The post begins: "I was struggling a bit over the past few years and more so in the past 6 months — physically (knee/neck surgeries, balance issues, vision), mentally (lack of sleep, memory and concentration), and emotionally (withdrawing, losing interest in what were formerly fun activities). All these things made me realize I needed some professional help." He gives an overview of the help he got, says he’s in "a better place," "ready to better resume my duties," and advises other soldiers to be unafraid to do the same.
In an interview with Army Times, he said he figured the Facebook post would get just a few "likes," similar to other posts on his official page. Instead, the Jan. 26 statement blew up with more than 860 likes, 300 shares and 130 comments.
Q. What prompted you to write this post?
A. I did it because I wanted to say it was OK for service members to ask for help as needed. I understand the issues, physical, mental and emotional. I know it’s out there. I’ve had a few senior friends who have been exposed to different situations, PTSD and some other stuff. I know that problem is out there. That’s not necessarily the reason why I did it. I had an experience; I figured, let me share it with some folks. Here’s one senior leader’s story, do with it what you will. Learn from it, grow from it. I hope it can help one or two. And if it did, I win with that Facebook post. And by that I mean the Army wins with that Facebook post.
Q. When did your issues develop?
A. It starts to sneak up on you after a while.
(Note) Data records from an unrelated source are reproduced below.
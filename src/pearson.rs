use crate::dataset::CleanedDataset;
use ndarray::Array2;

// Index-aligned pairs where both sides are present.
fn complete_pairs(x: &[Option<f64>], y: &[Option<f64>]) -> Vec<(f64, f64)> {
    x.iter()
        .zip(y.iter())
        .filter_map(|(a, b)| Some(((*a)?, (*b)?)))
        .collect()
}

/// Number of rows a pair of series is correlated over after pairwise deletion.
pub fn paired_observations(x: &[Option<f64>], y: &[Option<f64>]) -> usize {
    x.iter()
        .zip(y.iter())
        .filter(|(a, b)| a.is_some() && b.is_some())
        .count()
}

/// Sample Pearson correlation over the rows where both series are present.
///
/// Returns NaN when fewer than two pairs remain or either side is constant.
pub fn pearson_pair(x: &[Option<f64>], y: &[Option<f64>]) -> f64 {
    let pairs = complete_pairs(x, y);
    let n = pairs.len();
    if n < 2 {
        return f64::NAN;
    }

    let mut sum_x = 0.0;
    let mut sum_y = 0.0;
    for &(a, b) in &pairs {
        sum_x += a;
        sum_y += b;
    }
    let mean_x = sum_x / n as f64;
    let mean_y = sum_y / n as f64;

    let mut cov = 0.0;
    let mut ss_x = 0.0;
    let mut ss_y = 0.0;
    for &(a, b) in &pairs {
        let dx = a - mean_x;
        let dy = b - mean_y;
        cov += dx * dy;
        ss_x += dx * dx;
        ss_y += dy * dy;
    }

    let denom = n as f64 - 1.0;
    let std_x = (ss_x / denom).sqrt();
    let std_y = (ss_y / denom).sqrt();
    if std_x == 0.0 || std_y == 0.0 {
        return f64::NAN;
    }
    (cov / denom) / (std_x * std_y)
}

/// Dense correlation matrix over every ordered pair of columns.
///
/// Each entry is computed on its own (`[i, j]` is not copied from `[j, i]`),
/// and undefined coefficients are stored as `0.0`.
pub fn correlation_matrix(data: &CleanedDataset) -> Array2<f64> {
    let columns: Vec<&[Option<f64>]> = data.series().collect();
    let size = columns.len();

    let mut matrix = Array2::<f64>::zeros((size, size));
    for i in 0..size {
        for j in 0..size {
            let corr = pearson_pair(columns[i], columns[j]);
            matrix[[i, j]] = if corr.is_nan() { 0.0 } else { corr };
        }
    }
    matrix
}

pub fn matrix(data: &CleanedDataset) -> Array2<f64> {
    correlation_matrix(data)
}

/// Pairwise sample sizes matching [`correlation_matrix`], used to tell a real
/// zero coefficient from an undefined one.
pub fn observation_counts(data: &CleanedDataset) -> Array2<usize> {
    let columns: Vec<&[Option<f64>]> = data.series().collect();
    let size = columns.len();
    Array2::from_shape_fn((size, size), |(i, j)| {
        paired_observations(columns[i], columns[j])
    })
}

#[cfg(test)]
mod tests {
    use super::*;

    fn approx_eq(a: f64, b: f64, tol: f64) -> bool {
        (a - b).abs() <= tol
    }

    fn some(values: &[f64]) -> Vec<Option<f64>> {
        values.iter().copied().map(Some).collect()
    }

    #[test]
    fn perfect_linear_relationships() {
        let x = some(&[1.0, 2.0, 3.0, 4.0]);
        let up = some(&[2.0, 4.0, 6.0, 8.0]);
        let down = some(&[4.0, 3.0, 2.0, 1.0]);
        assert!(approx_eq(pearson_pair(&x, &up), 1.0, 1e-12));
        assert!(approx_eq(pearson_pair(&x, &down), -1.0, 1e-12));
    }

    #[test]
    fn known_coefficient() {
        let x = some(&[1.0, 2.0, 3.0, 4.0, 5.0]);
        let y = some(&[2.0, 1.0, 4.0, 3.0, 5.0]);
        // cov = 8/4, var_x = var_y = 10/4
        assert!(approx_eq(pearson_pair(&x, &y), 0.8, 1e-12));
    }

    #[test]
    fn skips_rows_missing_on_either_side() {
        let x = vec![Some(1.0), None, Some(3.0), Some(4.0)];
        let y = vec![Some(2.0), Some(4.0), None, Some(8.0)];
        assert_eq!(paired_observations(&x, &y), 2);
        assert!(approx_eq(pearson_pair(&x, &y), 1.0, 1e-12));
    }

    #[test]
    fn fewer_than_two_pairs_is_undefined() {
        let x = vec![Some(1.0), None];
        let y = vec![Some(2.0), Some(3.0)];
        assert!(pearson_pair(&x, &y).is_nan());
        assert!(pearson_pair(&[], &[]).is_nan());
    }

    #[test]
    fn constant_series_is_undefined() {
        let x = some(&[5.0, 5.0, 5.0]);
        let y = some(&[1.0, 2.0, 3.0]);
        assert!(pearson_pair(&x, &y).is_nan());
        assert!(pearson_pair(&x, &x).is_nan());
    }

    #[test]
    fn unequal_lengths_use_the_shorter_bound() {
        let x = some(&[1.0, 2.0, 3.0]);
        let y = some(&[3.0, 2.0, 1.0, 100.0, -7.0]);
        assert_eq!(paired_observations(&x, &y), 3);
        assert!(approx_eq(pearson_pair(&x, &y), -1.0, 1e-12));
    }

    #[test]
    fn matrix_replaces_undefined_with_zero() {
        let data: CleanedDataset = vec![
            ("x", some(&[1.0, 2.0, 3.0])),
            ("flat", some(&[2.0, 2.0, 2.0])),
        ]
        .into_iter()
        .collect();
        let corr = correlation_matrix(&data);
        assert_eq!(corr.dim(), (2, 2));
        assert!(approx_eq(corr[[0, 0]], 1.0, 1e-12));
        assert_eq!(corr[[0, 1]], 0.0);
        assert_eq!(corr[[1, 0]], 0.0);
        assert_eq!(corr[[1, 1]], 0.0);

        let counts = observation_counts(&data);
        assert_eq!(counts[[0, 1]], 3);
    }
}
I think it’s been cumulative. I think over the years, we who serve — this is a hard life. Physically, mentally, emotionally, it can be draining. I originally started having sleep issues like many sergeants major do, during a deployment in 2007 through the beginning of 2009 to Baghdad. There was some memory loss but nothing to be concerned with. The lack of sleep that had progressively gotten worse. And in 2010, a convoy I was in in Kabul was hit by a suicide-vehicle-based improvised explosive device. I use those two specific deployments, but it’s all cumulative. The physical pounding, and the neck issues, knee issues and the back issues. Some of it’s like aging; if you aren’t paying attention to it you don’t see it. If you’re having trouble sleeping, five hours turns to four hours and four hours turns into three hours and 45 minutes. It’s 30 years of service that — I’m not sniveling, but it’s been demanding. We’ll use the term demanding.
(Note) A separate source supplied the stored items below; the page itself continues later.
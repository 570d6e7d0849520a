use serde_json::Value;

/// Literal string treated the same as a JSON `null`.
const NULL_LITERAL: &str = "null";

/// Converts one raw cell into a finite number, or `None` when the cell is
/// missing, a placeholder, or not numeric.
pub fn clean_value(value: &Value) -> Option<f64> {
    match value {
        Value::Null => None,
        Value::String(s) if s == NULL_LITERAL => None,
        // Email-like placeholders.
        Value::String(s) if s.contains('@') => None,
        Value::String(s) => parse_number(s),
        Value::Number(n) => n.as_f64().and_then(clean_f64),
        Value::Bool(b) => Some(if *b { 1.0 } else { 0.0 }),
        Value::Array(_) | Value::Object(_) => None,
    }
}

pub fn clean_series(values: &[Value]) -> Vec<Option<f64>> {
    values.iter().map(clean_value).collect()
}

/// NaN and infinities become missing.
pub fn clean_f64(value: f64) -> Option<f64> {
    value.is_finite().then_some(value)
}

// Blank strings coerce to zero; unsigned 0x/0o/0b literals are integers.
fn parse_number(raw: &str) -> Option<f64> {
    let trimmed = raw.trim();
    if trimmed.is_empty() {
        return Some(0.0);
    }
    if let Some(value) = parse_radix_literal(trimmed) {
        return clean_f64(value);
    }
    trimmed.parse::<f64>().ok().and_then(clean_f64)
}

fn parse_radix_literal(s: &str) -> Option<f64> {
    let radix = match s.get(..2)? {
        "0x" | "0X" => 16,
        "0o" | "0O" => 8,
        "0b" | "0B" => 2,
        _ => return None,
    };
    let digits = &s[2..];
    if digits.is_empty() {
        return None;
    }
    digits.chars().try_fold(0.0_f64, |acc, c| {
        c.to_digit(radix).map(|d| acc * f64::from(radix) + f64::from(d))
    })
}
A. I think it was a slow build, I don’t think it was a particular moment. I’ve known for a couple years that I don’t just need a quick visit to the hospital. Simultaneously, I ran into a Care Coalition nurse in Landstuhl, Germany; she realized there were a few more issues going on with me than even I recognized. She recognized a balance issue that I had. My eyes were an issue. She made me realize it was a little bit deeper. And returning from there, the push was my wife. She said "you’re not waiting for retirement, you’re going to do it now."
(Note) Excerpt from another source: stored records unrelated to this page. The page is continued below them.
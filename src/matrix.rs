use ndarray::Array2;
use serde::ser::{Serialize, SerializeStruct, Serializer};
use serde_json::{Map, Value};

use crate::clean::clean_series;
use crate::dataset::CleanedDataset;
use crate::describe::{describe, CorrelationStrength, Language};
use crate::error::CorrelationError;
use crate::pearson::correlation_matrix;
use crate::sufficiency::{complete_rows, has_enough_data};

/// Output of [`calculate`]: the matrix, the column order it was built in,
/// and the cleaned data behind it.
#[derive(Debug, Clone, PartialEq)]
pub struct CorrelationResult {
    pub matrix: Array2<f64>,
    pub column_names: Vec<String>,
    pub data: CleanedDataset,
}

#[derive(Debug, Clone, PartialEq)]
pub struct PairDescription {
    pub first: String,
    pub second: String,
    pub coefficient: f64,
    pub strength: CorrelationStrength,
    pub label: &'static str,
}

impl CorrelationResult {
    pub fn index_of(&self, name: &str) -> Option<usize> {
        self.column_names.iter().position(|n| n == name)
    }

    pub fn coefficient(&self, first: &str, second: &str) -> Option<f64> {
        let i = self.index_of(first)?;
        let j = self.index_of(second)?;
        Some(self.matrix[[i, j]])
    }

    /// Every distinct pair above the diagonal, in column order.
    pub fn describe_pairs(&self, language: Language) -> Vec<PairDescription> {
        let size = self.column_names.len();
        let mut pairs = Vec::with_capacity(size * size.saturating_sub(1) / 2);
        for i in 0..size {
            for j in i + 1..size {
                let coefficient = self.matrix[[i, j]];
                let strength = describe(coefficient);
                pairs.push(PairDescription {
                    first: self.column_names[i].clone(),
                    second: self.column_names[j].clone(),
                    coefficient,
                    strength,
                    label: strength.label(language),
                });
            }
        }
        pairs
    }
}

impl Serialize for CorrelationResult {
    fn serialize<S: Serializer>(&self, serializer: S) -> Result<S::Ok, S::Error> {
        let rows: Vec<Vec<f64>> = self.matrix.rows().into_iter().map(|r| r.to_vec()).collect();
        let mut state = serializer.serialize_struct("CorrelationResult", 3)?;
        state.serialize_field("matrix", &rows)?;
        state.serialize_field("columnNames", &self.column_names)?;
        state.serialize_field("dataDict", &self.data)?;
        state.end()
    }
}

/// Gate and matrix for data that is already numeric.
pub fn calculate_cleaned(data: CleanedDataset) -> Result<CorrelationResult, CorrelationError> {
    if !has_enough_data(&data) {
        log::warn!(
            "insufficient data: {} complete rows across {} columns",
            complete_rows(&data),
            data.len()
        );
        return Err(CorrelationError::InsufficientData);
    }

    let matrix = correlation_matrix(&data);
    log::debug!("computed {}x{} correlation matrix", matrix.nrows(), matrix.ncols());

    Ok(CorrelationResult {
        matrix,
        column_names: data.column_names(),
        data,
    })
}

/// Builds the correlation matrix for a dataset of named raw series.
///
/// Entries whose value is not an array are skipped. Every cell is cleaned
/// (see [`clean_value`](crate::clean::clean_value)) and the dataset must have
/// at least two rows with a value in every column.
pub fn calculate(raw: &Map<String, Value>) -> Result<CorrelationResult, CorrelationError> {
    let mut data = CleanedDataset::new();
    for (name, value) in raw {
        match value {
            Value::Array(series) => data.insert(name.as_str(), clean_series(series)),
            _ => log::debug!("skipping non-array entry {name:?}"),
        }
    }
    log::debug!("cleaned {} of {} entries", data.len(), raw.len());

    calculate_cleaned(data)
}

/// Like [`calculate`], for any JSON value. Anything but an object has no
/// columns and therefore fails the gate.
pub fn calculate_json(raw: &Value) -> Result<CorrelationResult, CorrelationError> {
    match raw {
        Value::Object(map) => calculate(map),
        _ => calculate(&Map::new()),
    }
}

/// Stateless handle over [`calculate`] and [`describe`].
#[derive(Debug, Clone, Copy, Default)]
pub struct CorrelationMatrix;

impl CorrelationMatrix {
    pub fn new() -> Self {
        CorrelationMatrix
    }

    pub fn calculate(
        &self,
        raw: &Map<String, Value>,
    ) -> Result<CorrelationResult, CorrelationError> {
        calculate(raw)
    }

    pub fn describe(&self, value: f64) -> CorrelationStrength {
        describe(value)
    }
}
Q. What specific tactic or person helped you get through the trouble the most? What worked?
A. I mentioned in my post, gave credit to a team at Bethesda, Walter Reed. They identified sleep, other things as well. Multiple physical things, related to balance and eyesight. But if you don’t sleep for a while you’re going to crash. How do you get a better rest, how do you develop sleep hygiene?
The only negative feedback I got was "it must be nice to be the CENTCOM guy to get the help when others are struggling." My response was it was never about Walter Reed or where I went. You’ve got caring leaders out there who can get you to the right person or the right location. I had a tremendous team at Walter Reed that helped me, and developed a plan.
Q. What do you think is the best way to reach soldiers who are dealing with these problems?
A. The first thing is that people need to recognize they have a problem. Sometimes that’s the biggest issue. Some changes in people don’t happen overnight, they happen over time, sometimes very subtle changes. Asking their peers, asking leaders, asking family members or friends: do you notice changes in me? I promise, this is not just lip service from a senior leader, there are enough people that care to get people the help they need. We have a caring group of professionals throughout the joint force and willing to be part of the solution.
Q. Are there still any points of emphasis for the Army or within its culture that can or should be addressed?
A. The stigma thing comes up over and over. I thought we ended the stigma years ago. Apparently at the lower levels and midgrade the impression still exists that people are going to think less of them. I don’t know of one leader in the Army who thinks less of people who ask for help. Not one. This happens to all grades: It happens to NCOs, enlisted, civilians. Don’t be so proud that you’re afraid to ask for assistance.